_TASK_: Find each line of the entries with the string "docProps", please, and copy it.

[Stored items]

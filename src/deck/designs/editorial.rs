//! Design 3: bold typographic editorial. High-contrast black/white/orange
//! blocks, massive type as the design element, almost no transparency.

use super::{SLIDE_H, body, canvas, shape, text};
use crate::common::RGBColor;
use crate::deck::content;
use crate::deck::theme::Theme;
use crate::error::Result;
use crate::pptx::{Presentation, ShapeKind};

pub fn build(theme: &Theme) -> Result<Presentation> {
    let mut pres = Presentation::new();

    title_slide(&mut pres, theme)?;
    problem_slide(&mut pres, theme)?;
    solution_slide(&mut pres, theme)?;
    mvp_slide(&mut pres, theme)?;
    closing_slide(&mut pres, theme)?;

    Ok(pres)
}

fn title_slide(pres: &mut Presentation, theme: &Theme) -> Result<()> {
    let slide = pres.add_slide();
    canvas(slide, theme.ink)?;

    // Headline runs off the left edge
    text(slide, -0.2, 1.5, 14.0, 2.0, "FAHRER", body(theme, 140.0, theme.paper).bold())?;

    shape(slide, ShapeKind::Rectangle, 5.5, 3.3, 8.0, 1.8, theme.orange)?;
    text(slide, 5.7, 3.4, 7.0, 1.6, "SOFTWARE", body(theme, 100.0, theme.ink).bold())?;

    text(slide, 0.8, 5.8, 8.0, 0.6, content::SUBTITLE, body(theme, 24.0, theme.paper))?;

    Ok(())
}

fn problem_slide(pres: &mut Presentation, theme: &Theme) -> Result<()> {
    let slide = pres.add_slide();

    // Hard vertical split, orange against white
    shape(slide, ShapeKind::Rectangle, 0.0, 0.0, 4.0, SLIDE_H, theme.orange)?;
    shape(slide, ShapeKind::Rectangle, 4.0, 0.0, 9.333, SLIDE_H, theme.paper)?;

    text(slide, 0.5, 2.5, 3.0, 2.0, "01", body(theme, 120.0, theme.ink).bold())?;
    text(slide, 0.8, 5.0, 3.0, 1.0, "PROBLEM", body(theme, 18.0, theme.ink).bold())?;

    text(
        slide,
        4.5,
        0.8,
        8.0,
        0.6,
        "Aktuelle Herausforderungen",
        body(theme, 32.0, theme.ink).bold(),
    )?;

    let problems = [
        "Isolierte Standorte",
        "Manuelle Prozesse",
        "Fehlende KPIs",
        "2,5h Leerlauf",
        "30 Tage Wartezeit",
    ];
    for (index, problem) in problems.iter().enumerate() {
        let y = 1.8 + index as f64;
        shape(slide, ShapeKind::Rectangle, 4.5, y + 0.15, 0.4, 0.04, theme.ink)?;
        text(slide, 5.1, y, 7.0, 0.5, problem, body(theme, 22.0, theme.ink).bold())?;
    }

    Ok(())
}

fn solution_slide(pres: &mut Presentation, theme: &Theme) -> Result<()> {
    let slide = pres.add_slide();
    canvas(slide, theme.ink)?;

    shape(slide, ShapeKind::Rectangle, 2.0, 1.5, 9.0, 4.5, theme.paper)?;

    text(slide, 2.5, 1.8, 8.0, 0.5, "DIE LÖSUNG", body(theme, 14.0, theme.orange).bold())?;
    text(slide, 2.5, 2.4, 8.0, 1.0, content::TAGLINE, body(theme, 36.0, theme.ink).bold())?;

    let solutions = [
        ("Synergien", "Vernetzung aller Standorte"),
        ("Effizienz", "Optimierte Fahrzeugnutzung"),
        ("Automatisierung", "Reduzierung manueller Arbeit"),
        ("Kosten", "260.000 € Einsparung"),
    ];
    for (index, (title, desc)) in solutions.iter().enumerate() {
        let y = 3.6 + index as f64 * 0.6;
        text(slide, 2.5, y, 3.0, 0.4, title, body(theme, 16.0, theme.orange).bold())?;
        text(slide, 5.0, y, 5.0, 0.4, desc, body(theme, 14.0, theme.gray_mid))?;
    }

    Ok(())
}

fn mvp_slide(pres: &mut Presentation, theme: &Theme) -> Result<()> {
    let slide = pres.add_slide();
    canvas(slide, theme.paper)?;

    // Giant watermark behind the grid
    text(
        slide,
        -1.0,
        5.5,
        20.0,
        2.0,
        "MVP",
        body(theme, 200.0, RGBColor::new(0xF0, 0xF0, 0xF0)).bold(),
    )?;

    text(
        slide,
        0.8,
        0.6,
        6.0,
        0.5,
        "MINIMUM VIABLE PRODUCT",
        body(theme, 14.0, theme.orange).bold(),
    )?;

    let features = [
        ("Planungs- algorithmus", "Optimierte Tourenplanung"),
        ("Driver App", "Intuitive Bedienung"),
        ("Web- Backoffice", "Moderne Oberfläche"),
        ("Monitoring", "Echtzeit-Übersicht"),
        ("Reporting", "Automatisierte Reports"),
        ("Integration", "Externe Dienstleister"),
    ];
    for (index, (title, desc)) in features.iter().enumerate() {
        let x = 0.8 + (index % 3) as f64 * 4.1;
        let y = 1.5 + (index / 3) as f64 * 2.8;

        text(
            slide,
            x,
            y,
            1.0,
            0.8,
            &format!("0{}", index + 1),
            body(theme, 48.0, theme.orange).bold(),
        )?;
        text(slide, x, y + 0.8, 3.8, 0.6, title, body(theme, 20.0, theme.ink).bold())?;
        text(slide, x, y + 1.3, 3.8, 0.5, desc, body(theme, 13.0, theme.gray_mid))?;
    }

    Ok(())
}

fn closing_slide(pres: &mut Presentation, theme: &Theme) -> Result<()> {
    let slide = pres.add_slide();
    canvas(slide, theme.ink)?;

    // Steep orange diagonal through the right half
    shape(slide, ShapeKind::Rectangle, 6.0, -2.0, 4.0, 12.0, theme.orange)?.rotation(-25.0);

    text(slide, 0.8, 2.5, 8.0, 1.0, "Bereit für", body(theme, 36.0, theme.paper))?;
    text(slide, 0.8, 3.3, 8.0, 1.2, "die Zukunft?", body(theme, 60.0, theme.orange).bold())?;
    text(
        slide,
        0.8,
        4.8,
        7.0,
        1.0,
        content::CLOSING_BODY_TRANSFORM,
        body(theme, 16.0, theme.gray_mid),
    )?;

    Ok(())
}
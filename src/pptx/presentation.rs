//! Presentation assembly and .pptx serialization.

use crate::common::unit::inches;
use crate::error::Result;
use crate::opc::constants::{content_type, relationship_type};
use crate::opc::{OpcPackage, PackURI, PackageWriter, Part};
use crate::pptx::slide::Slide;
use crate::pptx::template;
use std::fmt::Write;
use std::path::Path;

/// A presentation document under construction.
///
/// Slides are appended in order and serialized against a fixed blank
/// master/layout/theme. Serializing the same presentation twice produces
/// byte-identical output.
#[derive(Debug)]
pub struct Presentation {
    slides: Vec<Slide>,
    slide_width: i64,
    slide_height: i64,
}

impl Default for Presentation {
    fn default() -> Self {
        Self::new()
    }
}

impl Presentation {
    /// Create an empty 16:9 presentation (13.333in x 7.5in).
    pub fn new() -> Self {
        Self {
            slides: Vec::new(),
            slide_width: inches(13.333),
            slide_height: inches(7.5),
        }
    }

    /// Append a new empty slide and return it for composition.
    pub fn add_slide(&mut self) -> &mut Slide {
        // Slide IDs must be >= 256
        let slide_id = (self.slides.len() + 256) as u32;
        let index = self.slides.len();
        self.slides.push(Slide::new(slide_id));
        &mut self.slides[index]
    }

    /// The number of slides.
    #[inline]
    pub fn slide_count(&self) -> usize {
        self.slides.len()
    }

    /// The slides, in order.
    #[inline]
    pub fn slides(&self) -> &[Slide] {
        &self.slides
    }

    /// Slide width in EMU.
    #[inline]
    pub fn slide_width(&self) -> i64 {
        self.slide_width
    }

    /// Slide height in EMU.
    #[inline]
    pub fn slide_height(&self) -> i64 {
        self.slide_height
    }

    /// Set the slide size in EMU.
    pub fn set_slide_size(&mut self, width: i64, height: i64) {
        self.slide_width = width;
        self.slide_height = height;
    }

    /// Serialize to .pptx bytes.
    pub fn to_bytes(&self) -> Result<Vec<u8>> {
        let package = self.build_package()?;
        tracing::debug!(
            slides = self.slides.len(),
            parts = package.part_count(),
            "presentation package assembled"
        );
        PackageWriter::to_bytes(&package)
    }

    /// Serialize and write to a file.
    pub fn save<P: AsRef<Path>>(&self, path: P) -> Result<()> {
        let bytes = self.to_bytes()?;
        std::fs::write(path, bytes)?;
        Ok(())
    }

    /// Generate presentation.xml. `slide_rel_ids` are the rIds of the slide
    /// relationships, in slide order.
    fn presentation_xml(&self, slide_rel_ids: &[String]) -> Result<String> {
        let mut xml = String::with_capacity(1024);

        xml.push_str(r#"<?xml version="1.0" encoding="UTF-8" standalone="yes"?>"#);
        xml.push('\n');
        xml.push_str(
            r#"<p:presentation xmlns:a="http://schemas.openxmlformats.org/drawingml/2006/main" xmlns:r="http://schemas.openxmlformats.org/officeDocument/2006/relationships" xmlns:p="http://schemas.openxmlformats.org/presentationml/2006/main">"#,
        );

        xml.push_str(r#"<p:sldMasterIdLst><p:sldMasterId id="2147483648" r:id="rId1"/></p:sldMasterIdLst>"#);

        xml.push_str("<p:sldIdLst>");
        for (slide, r_id) in self.slides.iter().zip(slide_rel_ids) {
            write!(xml, r#"<p:sldId id="{}" r:id="{}"/>"#, slide.slide_id(), r_id)?;
        }
        xml.push_str("</p:sldIdLst>");

        write!(
            xml,
            r#"<p:sldSz cx="{}" cy="{}"/>"#,
            self.slide_width, self.slide_height
        )?;
        xml.push_str(r#"<p:notesSz cx="6858000" cy="9144000"/>"#);
        xml.push_str("</p:presentation>");

        Ok(xml)
    }

    /// Assemble the complete OPC package for this presentation.
    fn build_package(&self) -> Result<OpcPackage> {
        let mut package = OpcPackage::new();

        // Main document part; its slide rIds feed presentation.xml, so
        // relationships come first and the blob after.
        let pres_uri = PackURI::new("/ppt/presentation.xml")?;
        let mut pres_part = Part::new(pres_uri, content_type::PML_PRESENTATION_MAIN, Vec::new());
        // rId1 is the master; slides follow from rId2
        pres_part.relate_to("slideMasters/slideMaster1.xml", relationship_type::SLIDE_MASTER);
        let mut slide_rel_ids = Vec::with_capacity(self.slides.len());
        for index in 0..self.slides.len() {
            let r_id = pres_part.relate_to(
                &format!("slides/slide{}.xml", index + 1),
                relationship_type::SLIDE,
            );
            slide_rel_ids.push(r_id);
        }
        pres_part.relate_to("presProps.xml", relationship_type::PRES_PROPS);
        pres_part.relate_to("viewProps.xml", relationship_type::VIEW_PROPS);
        pres_part.relate_to("tableStyles.xml", relationship_type::TABLE_STYLES);
        pres_part.relate_to("theme/theme1.xml", relationship_type::THEME);
        pres_part.set_blob(self.presentation_xml(&slide_rel_ids)?.into_bytes());
        package.relate_to("ppt/presentation.xml", relationship_type::OFFICE_DOCUMENT);
        package.add_part(pres_part);

        let mut master_part = Part::new(
            PackURI::new("/ppt/slideMasters/slideMaster1.xml")?,
            content_type::PML_SLIDE_MASTER,
            template::SLIDE_MASTER_XML.as_bytes().to_vec(),
        );
        // The master XML references the layout as rId1
        master_part.relate_to("../slideLayouts/slideLayout1.xml", relationship_type::SLIDE_LAYOUT);
        master_part.relate_to("../theme/theme1.xml", relationship_type::THEME);
        package.add_part(master_part);

        let mut layout_part = Part::new(
            PackURI::new("/ppt/slideLayouts/slideLayout1.xml")?,
            content_type::PML_SLIDE_LAYOUT,
            template::SLIDE_LAYOUT_XML.as_bytes().to_vec(),
        );
        layout_part.relate_to("../slideMasters/slideMaster1.xml", relationship_type::SLIDE_MASTER);
        package.add_part(layout_part);

        package.add_part(Part::new(
            PackURI::new("/ppt/theme/theme1.xml")?,
            content_type::OFC_THEME,
            template::THEME_XML.as_bytes().to_vec(),
        ));
        package.add_part(Part::new(
            PackURI::new("/ppt/presProps.xml")?,
            content_type::PML_PRES_PROPS,
            template::PRES_PROPS_XML.as_bytes().to_vec(),
        ));
        package.add_part(Part::new(
            PackURI::new("/ppt/viewProps.xml")?,
            content_type::PML_VIEW_PROPS,
            template::VIEW_PROPS_XML.as_bytes().to_vec(),
        ));
        package.add_part(Part::new(
            PackURI::new("/ppt/tableStyles.xml")?,
            content_type::PML_TABLE_STYLES,
            template::TABLE_STYLES_XML.as_bytes().to_vec(),
        ));

        for (index, slide) in self.slides.iter().enumerate() {
            let uri = PackURI::new(&format!("/ppt/slides/slide{}.xml", index + 1))?;
            let mut slide_part =
                Part::new(uri, content_type::PML_SLIDE, slide.to_xml()?.into_bytes());
            slide_part.relate_to("../slideLayouts/slideLayout1.xml", relationship_type::SLIDE_LAYOUT);
            package.add_part(slide_part);
        }

        package.add_part(Part::new(
            PackURI::new("/docProps/core.xml")?,
            content_type::OPC_CORE_PROPERTIES,
            template::CORE_PROPS_XML.as_bytes().to_vec(),
        ));
        package.add_part(Part::new(
            PackURI::new("/docProps/app.xml")?,
            content_type::OFC_EXTENDED_PROPERTIES,
            template::APP_PROPS_XML.as_bytes().to_vec(),
        ));
        package.relate_to("docProps/core.xml", relationship_type::CORE_PROPERTIES);
        package.relate_to("docProps/app.xml", relationship_type::EXTENDED_PROPERTIES);

        Ok(package)
    }
}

_WRITTEN REPLY_:
            PackURI::new("/docProps/core.xml")?,
            PackURI::new("/docProps/app.xml")?,
        package.relate_to("docProps/core.xml", relationship_type::CORE_PROPERTIES);
        package.relate_to("docProps/app.xml", relationship_type::EXTENDED_PROPERTIES);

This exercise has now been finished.